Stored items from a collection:
⟨
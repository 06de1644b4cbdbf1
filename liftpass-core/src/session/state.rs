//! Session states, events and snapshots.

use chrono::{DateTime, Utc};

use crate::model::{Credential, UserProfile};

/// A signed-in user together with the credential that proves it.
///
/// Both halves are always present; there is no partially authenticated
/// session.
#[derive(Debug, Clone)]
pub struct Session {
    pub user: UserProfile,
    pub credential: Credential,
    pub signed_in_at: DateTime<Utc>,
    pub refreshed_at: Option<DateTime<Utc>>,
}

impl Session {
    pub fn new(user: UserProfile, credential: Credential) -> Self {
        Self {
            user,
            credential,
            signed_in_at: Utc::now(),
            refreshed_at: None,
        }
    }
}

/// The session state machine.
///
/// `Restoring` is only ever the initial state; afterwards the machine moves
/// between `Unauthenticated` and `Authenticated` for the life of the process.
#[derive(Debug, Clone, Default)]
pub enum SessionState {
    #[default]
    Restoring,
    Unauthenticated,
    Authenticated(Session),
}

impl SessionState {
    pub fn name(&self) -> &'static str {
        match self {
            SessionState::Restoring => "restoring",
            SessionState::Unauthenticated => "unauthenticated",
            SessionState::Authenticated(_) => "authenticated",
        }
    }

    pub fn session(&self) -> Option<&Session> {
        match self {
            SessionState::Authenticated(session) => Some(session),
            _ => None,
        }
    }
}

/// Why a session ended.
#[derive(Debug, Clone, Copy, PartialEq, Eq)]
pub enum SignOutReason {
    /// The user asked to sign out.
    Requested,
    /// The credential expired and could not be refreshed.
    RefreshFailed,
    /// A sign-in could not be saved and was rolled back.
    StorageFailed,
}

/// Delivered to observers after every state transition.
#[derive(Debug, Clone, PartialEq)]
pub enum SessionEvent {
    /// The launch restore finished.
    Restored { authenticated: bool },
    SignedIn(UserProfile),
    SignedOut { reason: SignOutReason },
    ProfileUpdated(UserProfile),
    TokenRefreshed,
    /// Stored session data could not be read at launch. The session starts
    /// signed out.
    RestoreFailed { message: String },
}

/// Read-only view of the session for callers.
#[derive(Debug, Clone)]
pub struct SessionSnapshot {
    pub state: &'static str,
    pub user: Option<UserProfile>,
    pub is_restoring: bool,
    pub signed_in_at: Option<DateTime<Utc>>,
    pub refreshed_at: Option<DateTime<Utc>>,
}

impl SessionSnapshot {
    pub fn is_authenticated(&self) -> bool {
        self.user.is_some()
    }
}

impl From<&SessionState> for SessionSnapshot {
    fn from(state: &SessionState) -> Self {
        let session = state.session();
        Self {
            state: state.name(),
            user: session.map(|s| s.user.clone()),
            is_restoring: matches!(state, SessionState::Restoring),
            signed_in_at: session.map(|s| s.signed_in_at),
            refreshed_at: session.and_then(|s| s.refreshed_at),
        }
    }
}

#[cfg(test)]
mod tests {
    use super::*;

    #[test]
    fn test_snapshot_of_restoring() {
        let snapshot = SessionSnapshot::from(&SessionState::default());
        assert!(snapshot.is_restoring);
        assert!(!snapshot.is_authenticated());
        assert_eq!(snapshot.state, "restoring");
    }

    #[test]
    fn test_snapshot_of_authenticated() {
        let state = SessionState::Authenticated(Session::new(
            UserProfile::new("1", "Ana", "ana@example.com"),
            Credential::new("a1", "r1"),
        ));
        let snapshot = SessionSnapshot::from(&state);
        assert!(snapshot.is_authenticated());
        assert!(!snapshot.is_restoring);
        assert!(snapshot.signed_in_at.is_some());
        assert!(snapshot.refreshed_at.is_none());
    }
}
⟩
⟨
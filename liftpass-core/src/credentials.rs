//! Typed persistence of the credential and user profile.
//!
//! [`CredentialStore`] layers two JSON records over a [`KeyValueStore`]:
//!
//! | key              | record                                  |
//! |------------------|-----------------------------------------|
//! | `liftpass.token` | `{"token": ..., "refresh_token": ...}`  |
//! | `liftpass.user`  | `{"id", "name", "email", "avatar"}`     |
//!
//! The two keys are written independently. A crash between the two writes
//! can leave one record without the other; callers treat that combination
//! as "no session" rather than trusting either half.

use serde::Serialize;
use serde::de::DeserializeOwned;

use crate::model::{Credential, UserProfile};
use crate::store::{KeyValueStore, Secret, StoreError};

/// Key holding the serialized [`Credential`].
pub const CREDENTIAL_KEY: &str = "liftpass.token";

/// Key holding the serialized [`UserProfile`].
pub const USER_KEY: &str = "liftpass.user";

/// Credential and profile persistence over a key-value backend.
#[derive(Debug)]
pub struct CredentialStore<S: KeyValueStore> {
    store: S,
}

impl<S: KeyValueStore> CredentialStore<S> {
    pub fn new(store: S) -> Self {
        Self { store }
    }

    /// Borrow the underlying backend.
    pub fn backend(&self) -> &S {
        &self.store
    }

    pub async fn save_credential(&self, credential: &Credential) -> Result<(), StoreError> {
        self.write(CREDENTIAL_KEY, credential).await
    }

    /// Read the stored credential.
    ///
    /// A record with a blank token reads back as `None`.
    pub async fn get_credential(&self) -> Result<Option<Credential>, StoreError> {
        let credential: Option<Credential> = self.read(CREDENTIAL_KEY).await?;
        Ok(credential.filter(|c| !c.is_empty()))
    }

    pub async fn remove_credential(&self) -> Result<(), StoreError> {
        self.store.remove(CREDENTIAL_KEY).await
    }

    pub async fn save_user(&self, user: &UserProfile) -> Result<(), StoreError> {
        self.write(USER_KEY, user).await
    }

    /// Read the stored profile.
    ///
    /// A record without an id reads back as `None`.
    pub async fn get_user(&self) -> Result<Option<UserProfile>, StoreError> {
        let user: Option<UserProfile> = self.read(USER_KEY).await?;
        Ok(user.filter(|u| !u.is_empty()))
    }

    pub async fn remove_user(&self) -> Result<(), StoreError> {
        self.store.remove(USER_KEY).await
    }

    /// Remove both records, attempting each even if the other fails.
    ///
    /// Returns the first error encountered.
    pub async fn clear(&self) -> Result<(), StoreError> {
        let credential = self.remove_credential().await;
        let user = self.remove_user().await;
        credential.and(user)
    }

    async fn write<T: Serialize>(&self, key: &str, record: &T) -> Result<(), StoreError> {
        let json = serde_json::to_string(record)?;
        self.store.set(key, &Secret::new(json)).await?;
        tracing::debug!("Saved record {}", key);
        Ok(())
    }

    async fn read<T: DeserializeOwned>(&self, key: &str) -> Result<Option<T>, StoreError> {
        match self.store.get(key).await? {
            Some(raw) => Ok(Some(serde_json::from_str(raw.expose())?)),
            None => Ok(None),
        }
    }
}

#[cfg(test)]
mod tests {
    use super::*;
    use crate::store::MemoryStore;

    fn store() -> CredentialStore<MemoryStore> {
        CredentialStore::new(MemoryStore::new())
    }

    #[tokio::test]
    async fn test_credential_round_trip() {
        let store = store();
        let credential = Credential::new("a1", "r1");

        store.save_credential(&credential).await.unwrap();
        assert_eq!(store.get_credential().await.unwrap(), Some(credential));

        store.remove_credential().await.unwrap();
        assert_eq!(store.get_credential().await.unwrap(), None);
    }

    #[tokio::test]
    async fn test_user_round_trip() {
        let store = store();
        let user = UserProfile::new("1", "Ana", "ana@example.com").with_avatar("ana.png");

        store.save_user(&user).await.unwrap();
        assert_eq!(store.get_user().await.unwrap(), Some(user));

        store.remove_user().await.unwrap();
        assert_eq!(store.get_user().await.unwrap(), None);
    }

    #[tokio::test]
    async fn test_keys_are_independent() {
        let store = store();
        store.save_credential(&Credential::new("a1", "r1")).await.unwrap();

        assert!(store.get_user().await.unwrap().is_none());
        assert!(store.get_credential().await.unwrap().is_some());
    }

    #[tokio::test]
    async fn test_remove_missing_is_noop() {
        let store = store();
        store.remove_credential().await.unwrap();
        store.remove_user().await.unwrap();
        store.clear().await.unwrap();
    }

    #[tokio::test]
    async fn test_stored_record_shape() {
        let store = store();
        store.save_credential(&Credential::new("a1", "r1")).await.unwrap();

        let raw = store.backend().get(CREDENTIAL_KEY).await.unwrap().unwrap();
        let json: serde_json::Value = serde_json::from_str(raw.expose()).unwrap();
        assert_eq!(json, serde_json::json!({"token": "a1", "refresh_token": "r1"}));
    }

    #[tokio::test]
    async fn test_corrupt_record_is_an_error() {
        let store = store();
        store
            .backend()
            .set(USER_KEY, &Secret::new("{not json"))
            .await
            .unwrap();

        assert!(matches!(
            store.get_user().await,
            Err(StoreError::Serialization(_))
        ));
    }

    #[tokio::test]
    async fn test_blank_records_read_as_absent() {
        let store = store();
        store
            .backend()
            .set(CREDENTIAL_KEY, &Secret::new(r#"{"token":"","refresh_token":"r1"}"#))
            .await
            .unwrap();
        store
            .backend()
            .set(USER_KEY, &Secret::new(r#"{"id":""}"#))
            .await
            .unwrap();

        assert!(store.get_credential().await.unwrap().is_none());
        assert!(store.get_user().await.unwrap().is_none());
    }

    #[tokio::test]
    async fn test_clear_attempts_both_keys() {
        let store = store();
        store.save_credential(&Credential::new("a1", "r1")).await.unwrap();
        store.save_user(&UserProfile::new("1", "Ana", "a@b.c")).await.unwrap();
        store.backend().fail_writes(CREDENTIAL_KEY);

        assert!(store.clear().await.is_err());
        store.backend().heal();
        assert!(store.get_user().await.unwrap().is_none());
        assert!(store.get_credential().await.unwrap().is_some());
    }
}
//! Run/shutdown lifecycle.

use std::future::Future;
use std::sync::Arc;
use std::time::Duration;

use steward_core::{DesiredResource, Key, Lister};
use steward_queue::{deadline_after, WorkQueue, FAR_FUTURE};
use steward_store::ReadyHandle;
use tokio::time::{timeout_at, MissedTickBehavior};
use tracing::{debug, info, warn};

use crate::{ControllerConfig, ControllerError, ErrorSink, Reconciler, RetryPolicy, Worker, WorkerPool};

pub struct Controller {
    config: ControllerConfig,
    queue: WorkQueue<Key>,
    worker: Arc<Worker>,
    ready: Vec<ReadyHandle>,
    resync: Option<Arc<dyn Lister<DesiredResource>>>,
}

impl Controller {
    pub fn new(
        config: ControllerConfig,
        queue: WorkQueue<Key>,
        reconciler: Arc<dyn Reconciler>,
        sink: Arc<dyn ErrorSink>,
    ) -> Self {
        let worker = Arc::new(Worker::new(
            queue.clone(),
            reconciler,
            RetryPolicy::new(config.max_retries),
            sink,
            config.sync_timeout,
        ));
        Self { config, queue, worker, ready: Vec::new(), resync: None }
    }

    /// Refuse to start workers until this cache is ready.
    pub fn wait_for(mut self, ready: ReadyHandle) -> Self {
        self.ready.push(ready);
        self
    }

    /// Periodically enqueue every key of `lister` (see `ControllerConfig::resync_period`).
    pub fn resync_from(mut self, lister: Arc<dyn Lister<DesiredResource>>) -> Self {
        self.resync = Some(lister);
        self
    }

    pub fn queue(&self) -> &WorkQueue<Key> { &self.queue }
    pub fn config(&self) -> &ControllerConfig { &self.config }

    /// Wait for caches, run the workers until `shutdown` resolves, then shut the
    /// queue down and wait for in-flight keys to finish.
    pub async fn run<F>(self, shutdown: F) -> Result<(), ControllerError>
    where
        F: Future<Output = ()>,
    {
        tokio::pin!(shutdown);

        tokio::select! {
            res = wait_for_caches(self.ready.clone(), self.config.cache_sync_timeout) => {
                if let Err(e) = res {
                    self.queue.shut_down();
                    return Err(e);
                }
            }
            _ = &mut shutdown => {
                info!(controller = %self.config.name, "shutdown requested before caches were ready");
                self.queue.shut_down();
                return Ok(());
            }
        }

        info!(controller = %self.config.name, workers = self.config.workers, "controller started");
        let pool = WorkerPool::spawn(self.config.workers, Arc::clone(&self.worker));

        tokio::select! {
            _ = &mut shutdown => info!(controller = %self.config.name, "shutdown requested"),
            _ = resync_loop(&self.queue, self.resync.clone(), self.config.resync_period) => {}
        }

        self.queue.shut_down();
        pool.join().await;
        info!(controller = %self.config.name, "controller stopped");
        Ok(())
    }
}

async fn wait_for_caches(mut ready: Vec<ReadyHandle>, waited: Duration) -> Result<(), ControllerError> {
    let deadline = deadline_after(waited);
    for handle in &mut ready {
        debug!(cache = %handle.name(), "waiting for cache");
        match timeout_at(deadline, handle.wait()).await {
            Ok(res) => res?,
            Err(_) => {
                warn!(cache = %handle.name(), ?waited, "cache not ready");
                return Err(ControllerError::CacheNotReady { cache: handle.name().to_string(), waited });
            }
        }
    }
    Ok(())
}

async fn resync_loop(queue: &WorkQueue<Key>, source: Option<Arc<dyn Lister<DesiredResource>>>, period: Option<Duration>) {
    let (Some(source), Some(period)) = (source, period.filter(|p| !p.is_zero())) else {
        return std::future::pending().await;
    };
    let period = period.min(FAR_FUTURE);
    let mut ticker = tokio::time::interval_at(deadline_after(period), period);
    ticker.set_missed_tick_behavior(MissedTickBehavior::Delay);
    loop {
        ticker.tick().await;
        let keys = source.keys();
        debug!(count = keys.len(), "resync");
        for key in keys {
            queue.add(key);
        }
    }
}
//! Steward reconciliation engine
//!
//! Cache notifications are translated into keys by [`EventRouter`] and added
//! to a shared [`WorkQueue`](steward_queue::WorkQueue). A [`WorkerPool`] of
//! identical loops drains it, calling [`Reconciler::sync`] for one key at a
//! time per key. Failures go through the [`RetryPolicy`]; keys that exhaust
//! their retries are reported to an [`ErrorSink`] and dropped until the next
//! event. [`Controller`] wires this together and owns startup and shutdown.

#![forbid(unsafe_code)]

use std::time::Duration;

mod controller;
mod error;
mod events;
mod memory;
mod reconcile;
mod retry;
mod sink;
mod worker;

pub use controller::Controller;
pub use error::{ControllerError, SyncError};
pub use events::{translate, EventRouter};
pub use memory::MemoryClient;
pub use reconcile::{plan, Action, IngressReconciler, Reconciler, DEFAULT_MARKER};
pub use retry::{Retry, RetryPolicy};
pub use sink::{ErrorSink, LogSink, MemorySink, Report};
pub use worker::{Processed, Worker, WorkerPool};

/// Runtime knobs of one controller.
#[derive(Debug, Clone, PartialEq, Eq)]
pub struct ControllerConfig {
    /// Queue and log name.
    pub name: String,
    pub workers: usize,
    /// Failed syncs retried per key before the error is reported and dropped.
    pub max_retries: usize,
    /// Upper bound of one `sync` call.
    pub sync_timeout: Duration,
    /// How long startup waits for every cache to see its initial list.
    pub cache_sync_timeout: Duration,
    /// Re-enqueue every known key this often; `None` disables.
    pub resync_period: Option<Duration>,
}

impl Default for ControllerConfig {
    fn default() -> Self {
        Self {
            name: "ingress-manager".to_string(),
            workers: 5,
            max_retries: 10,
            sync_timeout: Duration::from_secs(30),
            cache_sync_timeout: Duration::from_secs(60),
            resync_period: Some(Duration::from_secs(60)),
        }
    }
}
⟩
* Exercise aim:
Among the entries, find each line that includes the string "Secret" and copy it.

* Completed task:
use crate::store::{KeyValueStore, Secret, StoreError};
        self.store.set(key, &Secret::new(json)).await?;
            .set(USER_KEY, &Secret::new("{not json"))
            .set(CREDENTIAL_KEY, &Secret::new(r#"{"token":"","refresh_token":"r1"}"#))
            .set(USER_KEY, &Secret::new(r#"{"id":""}"#))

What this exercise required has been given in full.